Ukraine, war economy: confiscation of enemy property: Jun 2022

The Rada permits the seizure of Russian and Belarusian property

(for the EIU)

In the first half of May, the Verkhovna Rada, the Ukrainian parliament, approved a bill, proposed by the president, Volodymyr Zelenskyi, to permit the confiscation of Russian and Belarusian property.

The bill applies to the assets of individuals or organisations found to have contributed to threats to Ukraine’s security, sovereignty or territorial integrity. The legislation is wide-ranging, applying to assets both inside and outside Ukraine, albeit at present only for duration of martial law, introduced following the Russian invasion of late February. Property so taken is to be transferred to a new National Investment Fund, with the proceeds from any sales to be used to strengthen national defence and to restore war damage.

The new law paved the way for the immediate seizure of the assets in Ukraine of Sberbank and Prominvestbank—the first, the largest Russian bank, majority-owned by the Russian state; the second, a subsidiary of Vnesheconombank (VEB), Russia’s state development bank. In mid-May, according to Ekonomichna Pravda, an online business news site, a Ukrainian court took possession of more than 400 railway carriages belonging to Russian firms, with the proceeds from their sale (estimated at US$300m) earmarked for the Ukrainian army. Amid reports of Russian forces appropriating economic quantities of grain and steel in the parts of south-east Ukraine they newly control, the Rada’s new law can be seen as part of a larger economic war that is running alongside, and is integral to, the military campaign.

At the same time, the new law is part of a wider, ongoing effort by Ukraine and its Western allies to lay the legal groundwork, at an international level, both to increase the effectiveness of economic sanctions on Russia and to access the Russian assets frozen by Western financial institutions in response to the Russian invasion—not least, with a view to helping Ukraine to pay for reconstruction, once the war ends. The sums of money potentially involved are substantial, and could reach up to US$600bn, if the assets of some state-linked Russia firms are included. This is roughly the same size as Ukraine’s national wealth before the invasion, as well as Ukrainian estimates of the total economic cost of the invasion so far, including physical damage and lost earnings.

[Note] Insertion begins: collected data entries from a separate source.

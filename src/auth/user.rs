//! User domain models and data structures.
//!
//! Defines the stored user account, the closed role set used for
//! authorization, and the public projections returned to callers. The
//! password hash lives only in [`NewUser`]/[`UpdateUser`] and the row
//! struct in the repository; it never appears in anything serialisable.

use chrono::{DateTime, Utc};
use serde::{Deserialize, Serialize};
use std::fmt::{Display, Formatter};
use std::str::FromStr;
use thiserror::Error;

use crate::domain::UserId;

/// Closed set of account roles.
///
/// `Admin` is the elevated role: it passes every role gate. All other
/// values must appear in an operation's allow-list.
#[derive(Debug, Clone, Copy, PartialEq, Eq, Hash, Serialize, Deserialize)]
pub enum Role {
    Admin,
    Purchasing,
    #[serde(rename = "PPC")]
    Ppc,
    Logistics,
    Warehouse,
}

impl Role {
    pub const ALL: [Role; 5] =
        [Role::Admin, Role::Purchasing, Role::Ppc, Role::Logistics, Role::Warehouse];

    pub fn as_str(&self) -> &'static str {
        match self {
            Role::Admin => "Admin",
            Role::Purchasing => "Purchasing",
            Role::Ppc => "PPC",
            Role::Logistics => "Logistics",
            Role::Warehouse => "Warehouse",
        }
    }

    pub fn is_elevated(&self) -> bool {
        matches!(self, Role::Admin)
    }
}

impl Display for Role {
    fn fmt(&self, f: &mut Formatter<'_>) -> std::fmt::Result {
        write!(f, "{}", self.as_str())
    }
}

impl FromStr for Role {
    type Err = RoleParseError;

    fn from_str(s: &str) -> Result<Self, Self::Err> {
        Role::ALL
            .into_iter()
            .find(|role| role.as_str() == s)
            .ok_or_else(|| RoleParseError(s.to_string()))
    }
}

/// Error returned when role parsing fails.
#[derive(Debug, Error, Clone, PartialEq, Eq)]
#[error("invalid role: {0}")]
pub struct RoleParseError(pub String);

/// Stored representation of a user account (without the password hash).
#[derive(Debug, Clone, PartialEq, Eq)]
pub struct User {
    pub id: UserId,
    pub name: String,
    pub email: String,
    pub role: Role,
    pub created_at: DateTime<Utc>,
    pub updated_at: DateTime<Utc>,
}

impl User {
    /// Normalize email to lowercase for consistent storage and comparison.
    pub fn normalize_email(email: &str) -> String {
        email.trim().to_lowercase()
    }
}

/// New user creation payload.
#[derive(Debug, Clone)]
pub struct NewUser {
    pub id: UserId,
    pub name: String,
    pub email: String,
    pub password_hash: String,
    pub role: Role,
}

/// Partial update merged onto the stored row; `None` keeps the current value.
#[derive(Debug, Clone, Default)]
pub struct UpdateUser {
    pub name: Option<String>,
    pub email: Option<String>,
    pub role: Option<Role>,
    pub password_hash: Option<String>,
}

/// Public projection of a user account.
#[derive(Debug, Clone, PartialEq, Eq, Serialize, Deserialize)]
pub struct UserResponse {
    pub id: UserId,
    pub name: String,
    pub email: String,
    pub role: Role,
    pub created_at: DateTime<Utc>,
    pub updated_at: DateTime<Utc>,
}

impl From<User> for UserResponse {
    fn from(user: User) -> Self {
        Self {
            id: user.id,
            name: user.name,
            email: user.email,
            role: user.role,
            created_at: user.created_at,
            updated_at: user.updated_at,
        }
    }
}

/// Minimal identity returned alongside a token pair.
#[derive(Debug, Clone, PartialEq, Eq, Serialize, Deserialize)]
pub struct UserSummary {
    pub id: UserId,
    pub name: String,
    pub email: String,
}

impl From<&User> for UserSummary {
    fn from(user: &User) -> Self {
        Self { id: user.id.clone(), name: user.name.clone(), email: user.email.clone() }
    }
}
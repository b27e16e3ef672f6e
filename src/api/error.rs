use axum::{
    extract::rejection::{JsonRejection, QueryRejection},
    http::StatusCode,
    response::{IntoResponse, Response},
};
use serde_json::json;

use crate::api::response::WebResponse;
use crate::errors::Error;

/// Error rendered as the `{ code, status, message }` envelope.
#[derive(Debug)]
pub struct ApiError {
    status: StatusCode,
    message: String,
    field: Option<String>,
}

impl ApiError {
    pub fn new<S: Into<String>>(status: StatusCode, message: S) -> Self {
        Self { status, message: message.into(), field: None }
    }

    pub fn bad_request<S: Into<String>>(msg: S) -> Self {
        Self::new(StatusCode::BAD_REQUEST, msg)
    }

    pub fn unauthorized<S: Into<String>>(msg: S) -> Self {
        Self::new(StatusCode::UNAUTHORIZED, msg)
    }

    pub fn status(&self) -> StatusCode {
        self.status
    }

    pub fn message(&self) -> &str {
        &self.message
    }
}

impl IntoResponse for ApiError {
    fn into_response(self) -> Response {
        let data = self.field.map(|field| json!({ "field": field }));
        WebResponse::new(self.status, self.message, data).into_response()
    }
}

impl From<Error> for ApiError {
    fn from(err: Error) -> Self {
        let status = StatusCode::from_u16(err.status_code())
            .unwrap_or(StatusCode::INTERNAL_SERVER_ERROR);

        match err {
            Error::Validation { message, field } => Self { status, message, field },
            Error::InvalidateFailure { .. }
            | Error::Database { .. }
            | Error::Config(_)
            | Error::Internal(_) => {
                tracing::error!(error = %err, kind = err.kind(), "request failed");
                Self::new(status, "Internal server error")
            }
            other => Self::new(status, other.to_string()),
        }
    }
}

impl From<JsonRejection> for ApiError {
    fn from(rejection: JsonRejection) -> Self {
        ApiError::bad_request(format!("Invalid request format: {}", rejection.body_text()))
    }
}

impl From<QueryRejection> for ApiError {
    fn from(rejection: QueryRejection) -> Self {
        ApiError::bad_request(format!("Invalid query parameters: {}", rejection.body_text()))
    }
}
//! # Storage and Persistence
//!
//! SQLite connectivity, embedded migrations and the repositories used by the
//! credential/session core. Repositories never open transactions themselves:
//! every call takes the caller's connection, which is normally the inside of
//! a [`DbTransaction`].

pub mod migrations;
pub mod pool;
pub mod repositories;


pub use crate::config::DatabaseConfig;

pub use migrations::run_migrations;
pub use pool::{create_pool, DbConnection, DbPool, DbTransaction};
pub use repositories::{
    SessionRepository, SqlxSessionRepository, SqlxUserRepository, UserRepository,
};

use crate::errors::{Error, Result};

/// Open a write transaction on the pool. Dropping it without `commit` rolls back.
///
/// `BEGIN IMMEDIATE` takes the SQLite write lock up front, so concurrent
/// writers queue on the busy timeout. A deferred transaction that reads
/// first would instead fail with `SQLITE_BUSY` when upgrading.
pub async fn begin(pool: &DbPool) -> Result<DbTransaction<'static>> {
    pool.begin_with("BEGIN IMMEDIATE")
        .await
        .map_err(|e| Error::database(e, "Failed to begin transaction"))
}

/// Commit a transaction, attributing a failure to `operation`.
pub async fn commit(tx: DbTransaction<'_>, operation: &str) -> Result<()> {
    tx.commit()
        .await
        .map_err(|e| Error::database(e, format!("Failed to commit {} transaction", operation)))
}

/// Check database connectivity
pub async fn check_connection(pool: &DbPool) -> Result<()> {
    sqlx::query("SELECT 1")
        .fetch_one(pool)
        .await
        .map_err(|e| Error::database(e, "Database connectivity check failed"))?;

    Ok(())
}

Charles Michel, the president of the European Council, had earlier raised the possibility the use of frozen Russian financial assets to aid Ukraine's reconstruction, but suggested this was likely to be harder legally in the case of individuals oligarchs’ assets than for those of the Russian Central Bank (RCB).

In this light, in late May the European Commission proposed a bill to strengthen the legal basis for EU states to confiscate the property of those involved in crime, including the violation of EU sanctions on Russia. In particular, this would allow assets to be confiscated at the investigation stage, rather than on conviction, and could apply when assets have been transferred to a family member—as some Russian oligarchs have done.

Moreover, in late May, President Zelenskyi launched a project, advised by international experts, to investigate whether the establishment of a new international claims commission through inter-state treaty might be an effective mechanism to facilitate the legal access to frozen Russian funds by way of compensation claims for war damage.

These last two initiatives are in their early stages and may not bear fruit. Alongside the Ukraine’s own confiscation bill, however, they illustrate an important legal-financial dimension through which the conflict with Russia is being conducted.